Commerzbank surged by 10.10 percent, after the lender reported a higher quarterly profit.

Siemens rose by 3.38 percent. The firm plans to carry out a share buyback of up to 4 billion euros within the next 24 months.

Continental increased by 6.77 percent. The tire maker reported a higher profit for the first nine months of the year.

In Paris, Veolia Environnement, which reported 9-month sales, advanced by 3.52 percent.

Cap Gemini climbed by 4.74 percent, ArcelorMittal rose by 5.27 percent, while lenders Credit Agricole and Societe Generale finished up by 3.99 percent and 3.04 percent, respectively. All firms reported quarterly results.

In London, Randgold Resources surged by 5.90 percent. The firm reported third-quarter results.

Schroeders dropped by 4.38 percent, despite a third quarter report that was largely in line with expectations.

Tate & Lyle dipped by 0.32 percent. The company reported an increase in revenues for the first half of the year and increased its dividend.

Swiss Re climbed by 1.94 percent in Zurich. The reinsurer said capital management measures such as a special dividend are possible.

Germany's industrial production declined 0.9 percent in September from August, data from the Federal Ministry of Economics and Technology showed Thursday. Production was forecast to remain flat in September after rising by revised 1.6 percent in August.

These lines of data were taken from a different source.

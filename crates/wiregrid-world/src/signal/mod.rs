//! Wire signal propagation.
//!
//! [`SignalTracker`] flood-fills channel masks through the wire layer and
//! [`SignalDispatcher`] hands the resulting visits to the tiles they reach.

mod dispatch;
mod tracker;

pub use dispatch::SignalDispatcher;
pub use tracker::SignalTracker;

use wiregrid_core::{JunctionOrientation, Pos, WireMask};

/// One visit produced by a track pass
#[derive(Debug, Clone, Copy, PartialEq, Eq, Hash)]
pub struct WireSignal {
    /// Seed cell this visit descends from
    pub origin: Pos,
    /// Cell reached
    pub pos: Pos,
    /// Channels newly reaching `pos` in this pass
    pub mask: WireMask,
}

impl WireSignal {
    /// True for the seed visit itself, as opposed to a propagated one
    pub fn is_origin(&self) -> bool {
        self.pos == self.origin
    }
}

/// Read access to the layers signal propagation needs
pub trait SignalField {
    fn wire_at(&self, pos: Pos) -> WireMask;

    fn junction_at(&self, pos: Pos) -> Option<JunctionOrientation>;
}
use std::env;
use std::path::PathBuf;

use wiregrid_world::EngineConfig;

/// Runner configuration
#[derive(Debug, Clone)]
pub struct Config {
    /// Scenario document to run
    pub scenario: PathBuf,
    /// Where to write the encoded wire layer afterwards, if anywhere
    pub save_path: Option<PathBuf>,
    /// Engine tuning
    pub engine: EngineConfig,
}

impl Config {
    /// Load configuration from environment variables
    pub fn from_env() -> anyhow::Result<Self> {
        let defaults = EngineConfig::default();

        let scenario = env::var("WIREGRID_SCENARIO")
            .unwrap_or_else(|_| "scenario.json".to_string())
            .into();
        let save_path = env::var("WIREGRID_SAVE").ok().map(PathBuf::from);
        let path_budget_ms = env::var("WIREGRID_PATH_BUDGET_MS")
            .unwrap_or_else(|_| defaults.path_budget_ms.to_string())
            .parse()?;
        let max_cascade = env::var("WIREGRID_MAX_CASCADE")
            .unwrap_or_else(|_| defaults.max_cascade.to_string())
            .parse()?;
        let route_margin = env::var("WIREGRID_ROUTE_MARGIN")
            .unwrap_or_else(|_| defaults.route_margin.to_string())
            .parse()?;

        Ok(Self {
            scenario,
            save_path,
            engine: EngineConfig {
                max_cascade,
                path_budget_ms,
                route_margin,
            },
        })
    }
}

German construction sector expanded for a sixth month running in October, driven by solid growth in work on commercial projects, a survey by Markit Economics revealed Thursday. The headline purchasing managers' index, a measure of the construction sector performance, rose to 52.6 in October from 52.1 in September.

Spanish industrial production bounced back in September, ending 29 months of successive declines as the economy emerged from a prolonged recession in the third quarter, data from the statistical office INE revealed Thursday. On a calendar adjusted basis, production grew 1.4 percent year-on-year, following a 2.1 percent decline in the previous month. This was the first increase in output since February 2011.

Economic activity in the U.S. grew by more than anticipated in the third quarter, according to a report released by the Commerce Department on Thursday. The report said U.S. gross domestic product rose by 2.8 percent in the third quarter compared to economist estimates for an increase of 2.0 percent.

First-time claims for U.S. unemployment benefits fell for the fourth consecutive week in the week ended November 2nd, with claims coming in roughly in line with economist estimates. A report released by the Labor Department on Thursday said initial jobless claims fell to 336,000, a decrease of 9,000 from the previous week's revised figure of 345,000.

Economists had been expecting jobless claims to dip to 335,000 from the 340,000 originally reported for the previous week.